Certain other registered open-end investment companies whose shares are distributed by the Distributor.
 
Investments made in connection with certain mergers and/or reorganizations as approved by the Adviser.
 
The reinvestment of dividends from Class A shares in additional Class A shares of the Fund.
 
Current employees of financial intermediaries or their affiliates that have executed a selling agreement with the Distributor, such persons’ spouses, children under the age of 21, and trust accounts for which any such person is a beneficiary, as permitted by internal policies of their employer.
 
Investment and institutional clients of the Adviser and its affiliates.
 
Direct purchases of shares by accounts where no Financial Intermediary is specified.
 
Class A shares also are offered at net asset value to investment and institutional clients of the Adviser and its affiliates and direct purchases of shares by accounts where no Financial Intermediary is specified.
Certain waivers may not be available depending on the policies at certain Financial Intermediaries.
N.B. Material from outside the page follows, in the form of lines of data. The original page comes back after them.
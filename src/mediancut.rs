use crate::error::Error;
use crate::hist::{AxisTotals, FrequencyTable};
use crate::pal::{ColorBox, QuantizedPalette};
use crate::OrdFloat;
use arrayvec::ArrayVec;
use std::cmp::Reverse;
use std::collections::BinaryHeap;

/// Index into `MedianCutter::boxes`. Lower handles were created earlier.
type BoxHandle = usize;

#[derive(Copy, Clone, Debug, Eq, PartialEq)]
enum BoxState {
    /// Can still be picked for splitting
    Active,
    /// No valid split exists, but the box stays in the palette
    Exhausted,
    /// Replaced by its two halves
    Divided,
}

struct MBox {
    /// Inclusive bounds in quantized levels, red, green, blue
    mins: [u8; 3],
    maxs: [u8; 3],
    /// Pixels inside the bounds. Never 0 for a box that can be split.
    total: u32,
    state: BoxState,
}

/// Cut of one box into `[mins, slice]` and `[slice + 1, maxs]` along `axis`
#[derive(Copy, Clone, Debug)]
struct DivisionCandidate {
    axis: usize,
    slice: u8,
    /// Population of the lower part
    low_total: u32,
}

impl DivisionCandidate {
    /// 0 is a perfectly even split, approaching 1 is lopsided
    fn score(&self, total: u32) -> f64 {
        let a = self.low_total;
        let b = total - a;
        f64::from(a.abs_diff(b)) / f64::from(a.max(b))
    }
}

impl MBox {
    /// Two cuts per axis around the level where half of the population is reached
    fn division_candidates(&self, totals: &AxisTotals) -> ArrayVec<DivisionCandidate, 6> {
        let mut candidates = ArrayVec::new();
        for (axis, slices) in totals.iter().enumerate() {
            let (lo, hi) = (self.mins[axis], self.maxs[axis]);

            let mut sum = 0;
            let mut last = 0;
            let mut slice = u16::from(hi) + 1;
            for level in lo..=hi {
                last = slices[usize::from(level)];
                sum += last;
                if sum >= self.total / 2 {
                    slice = u16::from(level);
                    break;
                }
            }

            self.push_candidate(&mut candidates, axis, Some(slice), sum);
            self.push_candidate(&mut candidates, axis, slice.checked_sub(1), sum - last);
        }
        candidates
    }

    /// Both halves must be non-empty and the cut must leave at least one level on each side
    fn push_candidate(&self, candidates: &mut ArrayVec<DivisionCandidate, 6>, axis: usize, slice: Option<u16>, low_total: u32) {
        let slice = match slice {
            Some(s) if s >= u16::from(self.mins[axis]) && s < u16::from(self.maxs[axis]) => s as u8,
            _ => return,
        };
        if low_total == 0 || low_total >= self.total {
            return;
        }
        candidates.push(DivisionCandidate { axis, slice, low_total });
    }
}

struct MedianCutter<'table> {
    table: &'table FrequencyTable,
    /// Every box ever made, in creation order
    boxes: Vec<MBox>,
    /// Active boxes, most populated first, then oldest first
    active: BinaryHeap<(u32, Reverse<BoxHandle>)>,
    exhausted: usize,
    /// 0 = no limit
    target_colors: u32,
}

impl<'table> MedianCutter<'table> {
    fn new(table: &'table FrequencyTable, target_colors: u32) -> Self {
        let mut cutter = Self {
            table,
            boxes: Vec::new(),
            active: BinaryHeap::new(),
            exhausted: 0,
            target_colors,
        };
        let total = table.pixel_count();
        if total > 0 {
            let max_level = ((1u16 << table.precision()) - 1) as u8;
            cutter.push_active(MBox { mins: [0; 3], maxs: [max_level; 3], total, state: BoxState::Active });
        }
        cutter
    }

    fn push_active(&mut self, b: MBox) {
        debug_assert!(b.total > 0);
        debug_assert_eq!(b.total, self.table.box_total(b.mins, b.maxs));
        let handle = self.boxes.len();
        self.active.push((b.total, Reverse(handle)));
        self.boxes.push(b);
    }

    /// Boxes that will end up in the palette if cutting stopped now
    fn surviving_boxes(&self) -> usize {
        self.active.len() + self.exhausted
    }

    fn has_enough_colors(&self) -> bool {
        self.target_colors != 0 && self.surviving_boxes() >= self.target_colors as usize
    }

    fn cut(mut self) -> Self {
        while !self.has_enough_colors() {
            let handle = match self.take_best_splittable_box() {
                Some(h) => h,
                None => break,
            };

            match self.best_division(&self.boxes[handle]) {
                Some(dc) => self.split(handle, dc),
                None => {
                    self.boxes[handle].state = BoxState::Exhausted;
                    self.exhausted += 1;
                },
            }
        }
        self
    }

    fn take_best_splittable_box(&mut self) -> Option<BoxHandle> {
        self.active.pop().map(|(_, Reverse(handle))| {
            debug_assert_eq!(self.boxes[handle].state, BoxState::Active);
            handle
        })
    }

    fn best_division(&self, b: &MBox) -> Option<DivisionCandidate> {
        let totals = self.table.axis_totals(b.mins, b.maxs);
        b.division_candidates(&totals)
            .into_iter()
            .min_by_key(|dc| OrdFloat::new64(dc.score(b.total)))
    }

    fn split(&mut self, handle: BoxHandle, dc: DivisionCandidate) {
        let parent = &mut self.boxes[handle];
        parent.state = BoxState::Divided;
        let (mins, maxs, total) = (parent.mins, parent.maxs, parent.total);

        let mut low_maxs = maxs;
        low_maxs[dc.axis] = dc.slice;
        let mut high_mins = mins;
        high_mins[dc.axis] = dc.slice + 1;

        self.push_active(MBox { mins, maxs: low_maxs, total: dc.low_total, state: BoxState::Active });
        self.push_active(MBox { mins: high_mins, maxs, total: total - dc.low_total, state: BoxState::Active });
    }

    fn into_palette(self) -> Result<QuantizedPalette, Error> {
        let table = self.table;
        let mut boxes: Vec<ColorBox> = self.boxes.iter()
            .filter(|b| b.state != BoxState::Divided)
            .map(|b| ColorBox {
                mins: b.mins,
                maxs: b.maxs,
                total: b.total,
                color: table.average_color(b.mins, b.maxs, b.total),
            })
            .collect();
        sort_palette(&mut boxes);
        QuantizedPalette::new(boxes, table.precision())
    }
}

/// Ascending by average color. Stable, so equal colors stay in creation order.
fn sort_palette(boxes: &mut [ColorBox]) {
    boxes.sort_by_key(|b| b.color);
}

/// Splits the color cube into at most `target_colors` boxes of similar population (0 = as many as possible)
#[inline(never)]
pub(crate) fn mediancut(table: &FrequencyTable, target_colors: u32) -> Result<QuantizedPalette, Error> {
    MedianCutter::new(table, target_colors).cut().into_palette()
}

#[cfg(test)]
use crate::{image::PixelSource, pal::RGBA};

#[cfg(test)]
struct Row(Vec<RGBA>);

#[cfg(test)]
impl PixelSource for Row {
    fn width(&self) -> usize { self.0.len() }
    fn height(&self) -> usize { 1 }
    fn pixel_at(&self, x: usize, _: usize) -> RGBA { self.0[x] }
}

#[test]
fn candidates_around_median() {
    // red levels 0, 1, 2, 3 with 1, 1, 1, 5 pixels
    let mut px = vec![RGBA::new(0, 0, 0, 255), RGBA::new(1, 0, 0, 255), RGBA::new(2, 0, 0, 255)];
    px.extend(std::iter::repeat(RGBA::new(3, 0, 0, 255)).take(5));
    let table = FrequencyTable::new(&Row(px), 8).unwrap();
    let b = MBox { mins: [0; 3], maxs: [255; 3], total: 8, state: BoxState::Active };
    let c = b.division_candidates(&table.axis_totals(b.mins, b.maxs));

    // half of 8 is reached at level 3, which leaves nothing above it, so only the cut below it is valid
    assert_eq!(1, c.len());
    assert_eq!((0, 2, 3), (c[0].axis, c[0].slice, c[0].low_total));
    assert!((c[0].score(8) - 0.4).abs() < 1e-9);
}

#[test]
fn equal_scores_pick_first_axis() {
    // red and green are symmetric, blue can't be cut
    let px = vec![RGBA::new(0, 0, 0, 255), RGBA::new(255, 255, 0, 255)];
    let table = FrequencyTable::new(&Row(px), 6).unwrap();
    let cutter = MedianCutter::new(&table, 0);
    let b = &cutter.boxes[0];
    let c = b.division_candidates(&table.axis_totals(b.mins, b.maxs));
    assert_eq!(vec![(0, 0, 1), (1, 0, 1)], c.iter().map(|dc| (dc.axis, dc.slice, dc.low_total)).collect::<Vec<_>>());

    let best = cutter.best_division(b).unwrap();
    assert_eq!((0, 0), (best.axis, best.slice));
}

#[test]
fn equal_scores_pick_upper_cut() {
    // red levels 0, 1, 2 with 1, 2, 1 pixels: cutting after 1 or after 0 is equally lopsided
    let px = vec![RGBA::new(0, 0, 0, 255), RGBA::new(1, 0, 0, 255), RGBA::new(1, 0, 0, 255), RGBA::new(2, 0, 0, 255)];
    let table = FrequencyTable::new(&Row(px), 8).unwrap();
    let cutter = MedianCutter::new(&table, 0);
    let b = &cutter.boxes[0];
    let c = b.division_candidates(&table.axis_totals(b.mins, b.maxs));
    assert_eq!(2, c.len());
    assert_eq!(c[0].score(4), c[1].score(4));

    let best = cutter.best_division(b).unwrap();
    assert_eq!((0, 1, 3), (best.axis, best.slice, best.low_total));
}

#[test]
fn equal_colors_keep_creation_order() {
    let b = |total, color| ColorBox { mins: [0; 3], maxs: [0; 3], total, color };
    let mut boxes = vec![b(1, 0x50), b(2, 0x30), b(3, 0x50), b(4, 0x10), b(5, 0x50)];
    sort_palette(&mut boxes);
    assert_eq!(vec![4, 2, 1, 3, 5], boxes.iter().map(|b| b.total).collect::<Vec<_>>());
}

#[test]
fn single_color_is_exhausted() {
    let table = FrequencyTable::new(&Row(vec![RGBA::new(10, 20, 30, 255); 9]), 6).unwrap();
    let cutter = MedianCutter::new(&table, 0).cut();
    assert_eq!(1, cutter.exhausted);
    assert_eq!(1, cutter.boxes.len());
    let pal = cutter.into_palette().unwrap();
    assert_eq!(1, pal.len());
    assert_eq!(9, pal.boxes()[0].total());
}

#[test]
fn splits_until_target() {
    let px: Vec<_> = (0..64u8).map(|i| RGBA::new(i * 4, 255 - i * 4, i, 255)).collect();
    let table = FrequencyTable::new(&Row(px), 6).unwrap();
    for target in [1, 2, 7, 16] {
        let pal = mediancut(&table, target).unwrap();
        assert_eq!(target as usize, pal.len());
        assert_eq!(64, pal.boxes().iter().map(|b| b.total()).sum::<u32>());
        assert_eq!(1 << 18, pal.boxes().iter().map(|b| b.volume()).sum::<u32>());
    }
    // 64 distinct quantized colors can't make more than 64 boxes
    assert_eq!(64, mediancut(&table, 0).unwrap().len());
    assert_eq!(64, mediancut(&table, 1000).unwrap().len());
}

#[test]
fn ties_pick_oldest_box() {
    let table = FrequencyTable::new(&Row(vec![RGBA::new(0, 0, 0, 255); 2]), 6).unwrap();
    let mut cutter = MedianCutter::new(&table, 0);
    cutter.push_active(MBox { mins: [0; 3], maxs: [0; 3], total: 2, state: BoxState::Active });
    assert_eq!(Some(0), cutter.take_best_splittable_box());
    assert_eq!(Some(1), cutter.take_best_splittable_box());
    assert_eq!(None, cutter.take_best_splittable_box());
}

#[test]
fn empty_image() {
    let table = FrequencyTable::new(&Row(Vec::new()), 6).unwrap();
    assert!(mediancut(&table, 4).unwrap().is_empty());
}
Please consult your Financial Intermediary for more information. For specific information with respect to sales charge waivers and discounts available through a specific Financial Intermediary, please refer to Appendix A attached to this Prospectus.
Conversion Feature. A shareholder currently holding Class A shares of the Fund in a fee-based advisory program (“Advisory Program”) account or currently holding Class A shares in a brokerage account, but wishing to transfer into an Advisory Program account may convert such shares to Class I shares of the Fund within the Advisory Program at any time. Such conversions will be on the basis of the relative NAVs, without requiring any investment minimum to be met and without the imposition of any redemption fee or other charge. If a CDSC is applicable to such Class A shares, then the conversion may not occur until after the shareholder has held the shares for an 12-month period, except that, effective May 1, 2017, a CDSC applicable to Class A shares converted to Class I shares through traditional IRAs, Roth IRAs, Rollover IRAs, inherited IRAs, SEP IRAs, SIMPLE IRAs, BASIC Plans, Educational Savings Accounts and Medical Savings Accounts on the Merrill Lynch platform will be waived and Merrill Lynch will remit to the Distributor the full amount of the CDSC otherwise payable upon sale of such shares. Please ask your financial advisor if you are eligible for converting your Class A shares to Class I shares pursuant to these conversion features. In addition, Class C shares held in an account for which no broker-dealer or other Financial Intermediary is specified and which are not subjected to a CDSC will periodically be converted to Class A shares of the same Fund.
Contingent Deferred Sales Charge or CDSC
A fee you pay when you sell shares of certain Morgan Stanley Funds purchased without an initial sales charge. This fee declines the longer you hold your shares as set forth in the table.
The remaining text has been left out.